BEGIN EXTRACTED INFORMATION
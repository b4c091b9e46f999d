//! Structural facts read from the source text.
//!
//! Every check is a single line-anchored pattern: a marker only counts when
//! it starts a line (after indentation), so text behind `//` or `/*` never
//! matches.

use std::sync::{Arc, LazyLock};

use regex::Regex;

use playground_types::Action;

use crate::resolver::resolve_default_action;
use crate::selector::Memo;

/// Output kind that does not imply a run or build choice.
pub const PROC_MACRO_CRATE_TYPE: &str = "proc-macro";

static TEST_MARKER: LazyLock<Regex> = LazyLock::new(|| {
    Regex::new(r#"(?m)^\s*#\s*\[\s*test\s*(\([^"]*)?\]"#).expect("valid test attribute regex")
});

static ENTRY_POINT: LazyLock<Regex> = LazyLock::new(|| {
    Regex::new(r"(?m)^\s*(pub\s+)?\s*(const\s+)?\s*(async\s+)?\s*fn\s+main\s*\(\s*\)")
        .expect("valid main function regex")
});

static CRATE_TYPE: LazyLock<Regex> = LazyLock::new(|| {
    Regex::new(r#"(?m)^\s*#!\s*\[\s*crate_type\s*=\s*"([^"]*)"\s*\]"#)
        .expect("valid crate_type attribute regex")
});

/// Whether a line opens with a `#[test ...]` attribute.
#[must_use]
pub fn has_test_marker(text: &str) -> bool {
    TEST_MARKER.is_match(text)
}

/// Whether a line declares `fn main()`, optionally `pub`, `const` and `async`.
///
/// `main` must be followed (after whitespace) by an empty parameter list, so
/// `fn mainly()` does not count.
#[must_use]
pub fn has_entry_point(text: &str) -> bool {
    ENTRY_POINT.is_match(text)
}

/// The value of the first `#![crate_type = "..."]` attribute, if any. An
/// empty value counts as no declaration.
#[must_use]
pub fn explicit_output_kind(text: &str) -> Option<&str> {
    CRATE_TYPE
        .captures(text)
        .and_then(|captures| captures.get(1))
        .map(|m| m.as_str())
        .filter(|kind| !kind.is_empty())
}

/// Everything the resolver needs to know about one source text.
#[derive(Debug, Clone, PartialEq, Eq, Default)]
pub struct SourceFacts {
    pub has_tests: bool,
    pub has_entry_point: bool,
    pub output_kind: Option<String>,
}

impl SourceFacts {
    #[must_use]
    pub fn analyze(text: &str) -> Self {
        Self {
            has_tests: has_test_marker(text),
            has_entry_point: has_entry_point(text),
            output_kind: explicit_output_kind(text).map(ToString::to_string),
        }
    }

    /// The action the "run" control performs when left on auto.
    #[must_use]
    pub fn default_action(&self) -> Action {
        resolve_default_action(
            self.output_kind.as_deref(),
            self.has_tests,
            self.has_entry_point,
        )
    }

    /// Declared output kind, or `bin`/`lib` derived from the default action.
    #[must_use]
    pub fn crate_type(&self) -> &str {
        match self.output_kind.as_deref() {
            Some(kind) => kind,
            None if self.default_action() == Action::Execute => "bin",
            None => "lib",
        }
    }

    #[must_use]
    pub fn runs_as_test(&self) -> bool {
        self.default_action() == Action::Test
    }
}

/// Memoized [`SourceFacts`] for the current buffer.
///
/// Configuration changes re-derive state that depends on these facts; as long
/// as the text is unchanged the regexes are not run again.
#[derive(Debug, Default)]
pub struct SourceAnalyzer {
    memo: Memo<Arc<str>, SourceFacts>,
}

impl SourceAnalyzer {
    #[must_use]
    pub fn new() -> Self {
        Self::default()
    }

    pub fn facts(&mut self, text: &Arc<str>) -> &SourceFacts {
        self.memo.get_or_compute(text, |text| {
            tracing::trace!(bytes = text.len(), "Analyzing source text");
            SourceFacts::analyze(text)
        })
    }
}
//! Initial configuration read out of a shared link.

use url::Url;

use playground_types::{Channel, Edition, Mode, SnippetSettings};

/// Query parameters a shared link may carry. Empty values count as absent.
#[derive(Debug, Clone, Default, PartialEq, Eq)]
pub struct PageQuery {
    pub version: Option<String>,
    pub mode: Option<String>,
    pub edition: Option<String>,
    pub gist: Option<String>,
    pub code: Option<String>,
}

impl PageQuery {
    #[must_use]
    pub fn from_url(url: &Url) -> Self {
        Self::from_pairs(url.query_pairs())
    }

    /// Parses a raw query string, with or without the leading `?`.
    #[must_use]
    pub fn from_query_str(query: &str) -> Self {
        let query = query.strip_prefix('?').unwrap_or(query);
        Self::from_pairs(url::form_urlencoded::parse(query.as_bytes()))
    }

    fn from_pairs<'a>(
        pairs: impl Iterator<Item = (std::borrow::Cow<'a, str>, std::borrow::Cow<'a, str>)>,
    ) -> Self {
        let mut query = Self::default();
        for (key, value) in pairs {
            if value.is_empty() {
                continue;
            }
            let slot = match key.as_ref() {
                "version" => &mut query.version,
                "mode" => &mut query.mode,
                "edition" => &mut query.edition,
                "gist" => &mut query.gist,
                "code" => &mut query.code,
                _ => continue,
            };
            *slot = Some(value.into_owned());
        }
        query
    }
}

/// What the editor starts with.
#[derive(Debug, Clone, PartialEq, Eq)]
pub enum InitialSource {
    /// Inline source from the link.
    Code(String),
    /// A snippet to fetch by id.
    Snippet(String),
    /// Nothing in the link; keep the current buffer.
    Default,
}

#[derive(Debug, Clone, PartialEq, Eq)]
pub struct InitialState {
    pub channel: Channel,
    pub mode: Mode,
    pub edition: Edition,
    pub source: InitialSource,
}

impl InitialState {
    #[must_use]
    pub fn settings(&self) -> SnippetSettings {
        SnippetSettings {
            channel: self.channel,
            mode: self.mode,
            edition: self.edition,
        }
    }
}

/// Resolves a page load.
///
/// Unknown channel and mode values fall back to stable and debug. Links that
/// carry code or a snippet but no edition predate editions and must keep
/// resolving to the oldest one; a bare page gets the newest. Inline code takes
/// precedence over a snippet id.
#[must_use]
pub fn resolve_page_load(query: &PageQuery) -> InitialState {
    let channel = query
        .version
        .as_deref()
        .and_then(|v| v.parse().ok())
        .unwrap_or_default();
    let mode = query
        .mode
        .as_deref()
        .and_then(|v| v.parse().ok())
        .unwrap_or_default();
    let explicit_edition = query.edition.as_deref().and_then(|v| v.parse().ok());

    let source = match (&query.code, &query.gist) {
        (Some(code), _) => InitialSource::Code(code.clone()),
        (None, Some(gist)) => InitialSource::Snippet(gist.clone()),
        (None, None) => InitialSource::Default,
    };

    let edition = explicit_edition.unwrap_or(match source {
        InitialSource::Default => Edition::NEWEST,
        InitialSource::Code(_) | InitialSource::Snippet(_) => Edition::OLDEST,
    });

    tracing::debug!(%channel, %mode, %edition, "Resolved page load");
    InitialState {
        channel,
        mode,
        edition,
        source,
    }
}
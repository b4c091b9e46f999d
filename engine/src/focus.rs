//! Which result pane is visible.

use playground_types::Action;

/// Last-trigger-wins pointer at one action kind.
///
/// Every trigger takes focus, even when it reuses an outstanding call. Only a
/// format that rewrote the buffer clears it, and only while format still holds
/// it; other settles never move it.
#[derive(Debug, Clone, Copy, Default, PartialEq, Eq)]
pub struct FocusController {
    current: Option<Action>,
}

impl FocusController {
    #[must_use]
    pub fn current(&self) -> Option<Action> {
        self.current
    }

    #[must_use]
    pub fn is_focused(&self) -> bool {
        self.current.is_some()
    }

    pub fn on_trigger(&mut self, action: Action) {
        self.current = Some(action);
    }

    /// A format result replaced the buffer; there is no pane left to show.
    pub fn on_format_applied(&mut self) {
        if self.current == Some(Action::Format) {
            self.current = None;
        }
    }

    /// Explicit navigation by the user.
    pub fn set(&mut self, focus: Option<Action>) {
        self.current = focus;
    }
}
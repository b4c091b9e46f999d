//! HTTP JSON client for the playground backend.
//!
//! # Architecture
//!
//! - [`Backend`] - the seam the engine talks to; one method per endpoint
//! - [`PlaygroundClient`] - the `reqwest` implementation
//! - [`fetch_versions`] - concurrent fan-out over every toolchain component
//!
//! # Error Handling
//!
//! Every call resolves to `Result<_, ApiError>`. Failures are normalized into
//! three kinds:
//!
//! | Variant | Cause |
//! |---------|-------|
//! | `Network` | The request never produced a response |
//! | `Protocol` | The body was not JSON, or not the expected shape |
//! | `Application` | HTTP 4xx/5xx, or a 2xx body carrying an `error` field |
//!
//! Nothing is retried.

use std::future::Future;
use std::pin::Pin;
use std::time::Duration;

use futures_util::future::try_join_all;
use serde::Serialize;
use serde::de::DeserializeOwned;
use thiserror::Error;
use url::Url;

use playground_types::ToolchainComponent;
use playground_types::wire::{
    ClippyRequest, CompileRequest, CompileResponse, CrateInfo, CratesResponse, EditionRequest,
    ExecuteRequest, ExecuteResponse, FormatResponse, GistResponse, SaveGistRequest, ToolResponse,
    Version, Versions,
};

pub use playground_types;

const CONNECT_TIMEOUT_SECS: u64 = 30;
const POOL_MAX_IDLE_PER_HOST: usize = 16;
const POOL_IDLE_TIMEOUT_SECS: u64 = 90;

#[derive(Debug, Clone, PartialEq, Eq, Error)]
pub enum ApiError {
    #[error("Network error: {0}")]
    Network(String),
    #[error("Response was not JSON: {0}")]
    Protocol(String),
    #[error("{message}")]
    Application { status: u16, message: String },
}

impl ApiError {
    /// The descriptor stored on a failed request record.
    #[must_use]
    pub fn message(&self) -> String {
        self.to_string()
    }
}

/// Owned future returned by every [`Backend`] call.
pub type ApiFut<T> = Pin<Box<dyn Future<Output = Result<T, ApiError>> + Send + 'static>>;

/// The remote playground service.
///
/// Calls take owned payloads and return `'static` futures so callers can
/// spawn them and keep using the backend while they run.
pub trait Backend: Send + Sync {
    fn execute(&self, request: ExecuteRequest) -> ApiFut<ExecuteResponse>;
    fn compile(&self, request: CompileRequest) -> ApiFut<CompileResponse>;
    fn format(&self, request: EditionRequest) -> ApiFut<FormatResponse>;
    fn clippy(&self, request: ClippyRequest) -> ApiFut<ToolResponse>;
    fn miri(&self, request: EditionRequest) -> ApiFut<ToolResponse>;
    fn macro_expansion(&self, request: EditionRequest) -> ApiFut<ToolResponse>;
    fn load_gist(&self, id: String) -> ApiFut<GistResponse>;
    fn save_gist(&self, request: SaveGistRequest) -> ApiFut<GistResponse>;
    fn version(&self, component: ToolchainComponent) -> ApiFut<Version>;
    /// Available crates, sorted by name.
    fn crates(&self) -> ApiFut<Vec<CrateInfo>>;
}

/// Fetches every component version concurrently. One failure fails the lot.
pub async fn fetch_versions<B: Backend + ?Sized>(backend: &B) -> Result<Versions, ApiError> {
    let calls = ToolchainComponent::ALL.map(|component| backend.version(component));
    let [stable, beta, nightly, rustfmt, clippy, miri]: [Version; 6] = try_join_all(calls)
        .await?
        .try_into()
        .map_err(|_| ApiError::Protocol("incomplete version list".to_string()))?;
    Ok(Versions {
        stable,
        beta,
        nightly,
        rustfmt,
        clippy,
        miri,
    })
}

#[derive(Debug, Clone)]
pub struct PlaygroundClient {
    http: reqwest::Client,
    base: Url,
}

impl PlaygroundClient {
    pub fn new(base: Url, timeout: Duration) -> Result<Self, ApiError> {
        let http = reqwest::Client::builder()
            .connect_timeout(Duration::from_secs(CONNECT_TIMEOUT_SECS))
            .timeout(timeout)
            .pool_max_idle_per_host(POOL_MAX_IDLE_PER_HOST)
            .pool_idle_timeout(Some(Duration::from_secs(POOL_IDLE_TIMEOUT_SECS)))
            .build()
            .map_err(|e| ApiError::Network(e.to_string()))?;
        Ok(Self::with_http(http, base))
    }

    /// Uses an existing `reqwest` client. The base URL is treated as a
    /// directory, so `https://host/api` and `https://host/api/` are the same.
    #[must_use]
    pub fn with_http(http: reqwest::Client, mut base: Url) -> Self {
        if !base.path().ends_with('/') {
            let path = format!("{}/", base.path());
            base.set_path(&path);
        }
        Self { http, base }
    }

    #[must_use]
    pub fn base_url(&self) -> &Url {
        &self.base
    }

    fn endpoint(&self, path: &str) -> Result<Url, ApiError> {
        self.base
            .join(path)
            .map_err(|e| ApiError::Network(format!("invalid endpoint {path}: {e}")))
    }

    fn post<B, T>(&self, path: &str, body: B) -> ApiFut<T>
    where
        B: Serialize + Send + 'static,
        T: DeserializeOwned + Send + 'static,
    {
        let url = self.endpoint(path);
        let http = self.http.clone();
        Box::pin(async move {
            let url = url?;
            tracing::debug!(%url, "POST");
            fetch_json(http.post(url).json(&body)).await
        })
    }

    fn get<T>(&self, path: &str) -> ApiFut<T>
    where
        T: DeserializeOwned + Send + 'static,
    {
        let url = self.endpoint(path);
        let http = self.http.clone();
        Box::pin(async move {
            let url = url?;
            tracing::debug!(%url, "GET");
            fetch_json(http.get(url)).await
        })
    }
}

/// Sends a request and decodes its JSON body.
///
/// Error statuses become [`ApiError::Application`] whatever the body holds;
/// a JSON `error` field supplies the message when present. A success status
/// carrying an `error` field is a failure too.
async fn fetch_json<T: DeserializeOwned>(request: reqwest::RequestBuilder) -> Result<T, ApiError> {
    let response = request
        .send()
        .await
        .map_err(|e| ApiError::Network(e.to_string()))?;
    let status = response.status();
    let body = response
        .bytes()
        .await
        .map_err(|e| ApiError::Network(e.to_string()))?;
    let parsed = serde_json::from_slice::<serde_json::Value>(&body);

    if !status.is_success() {
        let message = parsed
            .ok()
            .as_ref()
            .and_then(|value| value.get("error"))
            .map(error_text)
            .unwrap_or_else(|| format!("HTTP {status}"));
        return Err(application_error(status, message));
    }

    let value = parsed.map_err(|e| ApiError::Protocol(e.to_string()))?;
    if let Some(error) = value.get("error") {
        return Err(application_error(status, error_text(error)));
    }
    serde_json::from_value(value).map_err(|e| ApiError::Protocol(e.to_string()))
}

fn error_text(error: &serde_json::Value) -> String {
    match error {
        serde_json::Value::String(text) => text.clone(),
        other => other.to_string(),
    }
}

fn application_error(status: reqwest::StatusCode, message: String) -> ApiError {
    tracing::warn!(status = status.as_u16(), %message, "Backend reported an error");
    ApiError::Application {
        status: status.as_u16(),
        message,
    }
}

impl Backend for PlaygroundClient {
    fn execute(&self, request: ExecuteRequest) -> ApiFut<ExecuteResponse> {
        self.post("execute", request)
    }

    fn compile(&self, request: CompileRequest) -> ApiFut<CompileResponse> {
        self.post("compile", request)
    }

    fn format(&self, request: EditionRequest) -> ApiFut<FormatResponse> {
        self.post("format", request)
    }

    fn clippy(&self, request: ClippyRequest) -> ApiFut<ToolResponse> {
        self.post("clippy", request)
    }

    fn miri(&self, request: EditionRequest) -> ApiFut<ToolResponse> {
        self.post("miri", request)
    }

    fn macro_expansion(&self, request: EditionRequest) -> ApiFut<ToolResponse> {
        self.post("macro-expansion", request)
    }

    fn load_gist(&self, id: String) -> ApiFut<GistResponse> {
        let path = format!("meta/gist/{}", urlencode_segment(&id));
        self.get(&path)
    }

    fn save_gist(&self, request: SaveGistRequest) -> ApiFut<GistResponse> {
        self.post("meta/gist", request)
    }

    fn version(&self, component: ToolchainComponent) -> ApiFut<Version> {
        self.get(&format!("meta/version/{component}"))
    }

    fn crates(&self) -> ApiFut<Vec<CrateInfo>> {
        let list: ApiFut<CratesResponse> = self.get("meta/crates");
        Box::pin(async move {
            let mut crates = list.await?.crates;
            crates.sort_by(|a, b| a.name.cmp(&b.name));
            Ok(crates)
        })
    }
}

/// Keeps a snippet id inside a single path segment.
fn urlencode_segment(segment: &str) -> String {
    url::form_urlencoded::byte_serialize(segment.as_bytes()).collect()
}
END EXTRACTED INFORMATION
### [INSTRUCTIONS TO FOLLOW]
Tell me how many lines of the records include the word "list", and say nothing else.

### [WRITTEN ANSWER]
4